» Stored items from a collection
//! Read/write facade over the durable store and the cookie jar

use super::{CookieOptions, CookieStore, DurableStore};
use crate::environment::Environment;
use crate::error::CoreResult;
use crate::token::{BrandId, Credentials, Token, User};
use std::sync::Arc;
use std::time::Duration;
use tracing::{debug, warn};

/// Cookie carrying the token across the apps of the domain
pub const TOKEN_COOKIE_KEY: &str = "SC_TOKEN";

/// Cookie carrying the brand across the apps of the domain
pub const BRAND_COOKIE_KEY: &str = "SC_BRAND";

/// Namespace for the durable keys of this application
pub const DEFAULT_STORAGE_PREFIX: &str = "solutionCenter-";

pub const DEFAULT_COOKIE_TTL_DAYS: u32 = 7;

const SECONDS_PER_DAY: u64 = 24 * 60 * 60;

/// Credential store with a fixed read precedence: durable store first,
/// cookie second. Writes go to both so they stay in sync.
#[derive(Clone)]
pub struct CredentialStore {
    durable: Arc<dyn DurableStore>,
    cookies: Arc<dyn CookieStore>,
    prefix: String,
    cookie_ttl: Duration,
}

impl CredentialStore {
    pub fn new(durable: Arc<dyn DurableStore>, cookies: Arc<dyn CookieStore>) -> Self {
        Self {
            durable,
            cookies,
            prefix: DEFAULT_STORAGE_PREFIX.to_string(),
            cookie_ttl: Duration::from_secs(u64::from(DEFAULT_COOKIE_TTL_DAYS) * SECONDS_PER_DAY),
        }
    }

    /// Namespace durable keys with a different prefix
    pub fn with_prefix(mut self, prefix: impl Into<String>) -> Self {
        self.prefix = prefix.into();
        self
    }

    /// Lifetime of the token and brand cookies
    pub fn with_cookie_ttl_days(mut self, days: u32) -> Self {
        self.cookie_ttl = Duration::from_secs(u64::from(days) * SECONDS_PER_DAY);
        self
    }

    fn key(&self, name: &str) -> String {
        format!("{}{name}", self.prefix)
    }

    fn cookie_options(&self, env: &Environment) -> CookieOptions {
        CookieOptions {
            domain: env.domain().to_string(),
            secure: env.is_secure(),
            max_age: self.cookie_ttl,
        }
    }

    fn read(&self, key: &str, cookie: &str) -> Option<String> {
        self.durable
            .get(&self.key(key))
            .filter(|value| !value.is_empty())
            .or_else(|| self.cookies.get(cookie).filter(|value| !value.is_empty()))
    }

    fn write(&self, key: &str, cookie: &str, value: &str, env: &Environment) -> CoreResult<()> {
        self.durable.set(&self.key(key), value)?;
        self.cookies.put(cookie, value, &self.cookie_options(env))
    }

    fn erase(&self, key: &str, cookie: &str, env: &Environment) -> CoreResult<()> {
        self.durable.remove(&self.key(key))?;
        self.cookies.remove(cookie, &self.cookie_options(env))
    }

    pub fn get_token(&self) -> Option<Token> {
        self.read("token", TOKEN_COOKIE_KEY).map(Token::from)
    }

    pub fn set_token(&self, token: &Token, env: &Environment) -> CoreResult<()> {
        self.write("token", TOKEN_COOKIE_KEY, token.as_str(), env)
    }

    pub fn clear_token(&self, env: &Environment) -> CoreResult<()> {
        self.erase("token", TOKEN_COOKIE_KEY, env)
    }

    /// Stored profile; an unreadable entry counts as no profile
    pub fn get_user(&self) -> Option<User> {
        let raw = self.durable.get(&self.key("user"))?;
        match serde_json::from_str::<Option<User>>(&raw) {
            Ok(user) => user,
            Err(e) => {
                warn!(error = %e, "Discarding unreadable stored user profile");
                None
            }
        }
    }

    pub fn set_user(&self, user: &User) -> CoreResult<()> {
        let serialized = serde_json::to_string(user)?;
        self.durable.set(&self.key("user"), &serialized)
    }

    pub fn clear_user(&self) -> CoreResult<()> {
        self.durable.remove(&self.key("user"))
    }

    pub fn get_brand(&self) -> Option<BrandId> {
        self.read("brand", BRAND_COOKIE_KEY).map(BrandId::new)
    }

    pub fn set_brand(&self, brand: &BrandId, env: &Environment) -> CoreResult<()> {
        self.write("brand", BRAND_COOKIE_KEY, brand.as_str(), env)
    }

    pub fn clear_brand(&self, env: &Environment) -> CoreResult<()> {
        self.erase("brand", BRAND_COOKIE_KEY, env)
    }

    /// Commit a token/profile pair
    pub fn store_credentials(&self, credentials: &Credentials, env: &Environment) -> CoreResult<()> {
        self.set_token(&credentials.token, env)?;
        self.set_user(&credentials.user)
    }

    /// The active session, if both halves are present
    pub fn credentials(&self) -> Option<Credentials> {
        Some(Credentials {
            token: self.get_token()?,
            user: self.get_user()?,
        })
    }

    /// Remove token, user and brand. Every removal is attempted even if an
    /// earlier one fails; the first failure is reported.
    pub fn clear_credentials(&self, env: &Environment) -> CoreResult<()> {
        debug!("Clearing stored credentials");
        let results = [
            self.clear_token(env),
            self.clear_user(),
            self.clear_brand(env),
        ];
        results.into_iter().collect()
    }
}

==

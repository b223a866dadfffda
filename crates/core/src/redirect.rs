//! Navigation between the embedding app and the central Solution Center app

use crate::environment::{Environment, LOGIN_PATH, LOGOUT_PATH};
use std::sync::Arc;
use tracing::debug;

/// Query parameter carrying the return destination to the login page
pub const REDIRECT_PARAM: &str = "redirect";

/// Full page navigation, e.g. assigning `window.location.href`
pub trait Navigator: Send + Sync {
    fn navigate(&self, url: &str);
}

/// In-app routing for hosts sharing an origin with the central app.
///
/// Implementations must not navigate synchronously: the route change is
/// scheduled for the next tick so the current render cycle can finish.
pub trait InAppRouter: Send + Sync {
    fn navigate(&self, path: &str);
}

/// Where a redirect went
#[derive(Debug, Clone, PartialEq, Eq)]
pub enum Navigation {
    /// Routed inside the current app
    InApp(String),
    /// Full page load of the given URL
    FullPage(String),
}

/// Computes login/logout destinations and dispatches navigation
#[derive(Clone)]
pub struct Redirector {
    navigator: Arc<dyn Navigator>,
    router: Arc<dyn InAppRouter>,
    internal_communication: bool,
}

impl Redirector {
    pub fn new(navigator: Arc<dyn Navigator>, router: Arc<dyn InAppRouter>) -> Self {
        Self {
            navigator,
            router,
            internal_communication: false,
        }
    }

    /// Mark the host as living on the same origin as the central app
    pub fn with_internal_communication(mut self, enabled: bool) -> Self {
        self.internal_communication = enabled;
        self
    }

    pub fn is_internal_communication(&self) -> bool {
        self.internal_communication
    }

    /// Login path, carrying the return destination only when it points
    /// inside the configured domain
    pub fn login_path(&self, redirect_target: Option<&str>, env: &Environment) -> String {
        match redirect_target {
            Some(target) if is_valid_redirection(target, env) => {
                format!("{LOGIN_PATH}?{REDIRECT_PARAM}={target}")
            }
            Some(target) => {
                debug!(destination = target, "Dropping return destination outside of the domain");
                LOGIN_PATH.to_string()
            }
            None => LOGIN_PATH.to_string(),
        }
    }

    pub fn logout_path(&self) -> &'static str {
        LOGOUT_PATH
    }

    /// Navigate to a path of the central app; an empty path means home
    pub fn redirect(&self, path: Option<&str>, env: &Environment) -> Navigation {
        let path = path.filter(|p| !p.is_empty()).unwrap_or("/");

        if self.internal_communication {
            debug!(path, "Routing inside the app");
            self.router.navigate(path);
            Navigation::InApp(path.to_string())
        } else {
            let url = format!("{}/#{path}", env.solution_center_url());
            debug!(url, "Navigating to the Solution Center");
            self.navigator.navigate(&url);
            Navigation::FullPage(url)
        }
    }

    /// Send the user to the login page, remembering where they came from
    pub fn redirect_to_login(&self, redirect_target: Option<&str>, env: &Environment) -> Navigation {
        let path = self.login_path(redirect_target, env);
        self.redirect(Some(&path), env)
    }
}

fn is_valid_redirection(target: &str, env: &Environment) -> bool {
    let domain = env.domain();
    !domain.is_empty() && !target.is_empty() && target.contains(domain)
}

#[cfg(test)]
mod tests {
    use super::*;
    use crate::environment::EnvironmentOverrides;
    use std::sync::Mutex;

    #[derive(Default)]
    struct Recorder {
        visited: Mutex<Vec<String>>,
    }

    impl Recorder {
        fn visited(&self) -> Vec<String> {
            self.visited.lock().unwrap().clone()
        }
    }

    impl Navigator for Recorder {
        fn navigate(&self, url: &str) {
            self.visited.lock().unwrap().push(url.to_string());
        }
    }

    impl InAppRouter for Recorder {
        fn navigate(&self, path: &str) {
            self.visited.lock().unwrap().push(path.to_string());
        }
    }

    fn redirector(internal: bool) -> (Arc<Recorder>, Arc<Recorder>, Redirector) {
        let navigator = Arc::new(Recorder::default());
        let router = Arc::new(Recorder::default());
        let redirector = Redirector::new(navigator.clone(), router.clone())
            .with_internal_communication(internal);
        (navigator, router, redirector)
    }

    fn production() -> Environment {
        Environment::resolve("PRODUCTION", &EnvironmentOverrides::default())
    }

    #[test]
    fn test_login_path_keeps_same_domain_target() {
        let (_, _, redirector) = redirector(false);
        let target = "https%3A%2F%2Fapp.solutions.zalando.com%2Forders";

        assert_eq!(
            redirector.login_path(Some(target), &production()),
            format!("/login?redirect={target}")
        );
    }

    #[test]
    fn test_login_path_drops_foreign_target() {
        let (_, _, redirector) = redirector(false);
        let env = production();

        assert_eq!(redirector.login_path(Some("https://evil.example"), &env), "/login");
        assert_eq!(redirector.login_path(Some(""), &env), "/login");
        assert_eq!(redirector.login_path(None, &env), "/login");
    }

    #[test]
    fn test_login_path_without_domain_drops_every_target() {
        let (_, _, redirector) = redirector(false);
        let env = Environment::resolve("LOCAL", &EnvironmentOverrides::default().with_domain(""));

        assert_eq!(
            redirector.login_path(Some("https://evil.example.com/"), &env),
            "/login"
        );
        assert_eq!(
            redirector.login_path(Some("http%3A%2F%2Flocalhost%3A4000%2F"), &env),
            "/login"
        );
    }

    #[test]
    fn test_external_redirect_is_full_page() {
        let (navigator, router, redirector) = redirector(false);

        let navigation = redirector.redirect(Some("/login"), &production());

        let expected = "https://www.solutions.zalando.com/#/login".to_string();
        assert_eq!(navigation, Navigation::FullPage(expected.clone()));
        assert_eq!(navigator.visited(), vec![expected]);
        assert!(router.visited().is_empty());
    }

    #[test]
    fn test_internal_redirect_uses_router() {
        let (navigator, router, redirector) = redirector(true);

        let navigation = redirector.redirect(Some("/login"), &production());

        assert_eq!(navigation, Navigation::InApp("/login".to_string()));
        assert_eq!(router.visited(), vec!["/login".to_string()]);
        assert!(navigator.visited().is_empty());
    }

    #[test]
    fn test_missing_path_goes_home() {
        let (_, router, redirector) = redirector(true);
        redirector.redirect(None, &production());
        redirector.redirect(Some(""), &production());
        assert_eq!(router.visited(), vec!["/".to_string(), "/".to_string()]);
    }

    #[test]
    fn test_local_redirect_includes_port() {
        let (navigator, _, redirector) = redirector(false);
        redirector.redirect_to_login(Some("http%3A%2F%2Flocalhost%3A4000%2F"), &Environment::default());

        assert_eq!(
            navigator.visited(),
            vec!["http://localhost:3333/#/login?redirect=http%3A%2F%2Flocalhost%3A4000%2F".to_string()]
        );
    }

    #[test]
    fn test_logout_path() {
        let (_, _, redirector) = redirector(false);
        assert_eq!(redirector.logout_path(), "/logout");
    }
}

» Task item
What is needed is a count of the lines in the data that contain the word "error"; please give it and no other words.

» Result for this exercise
2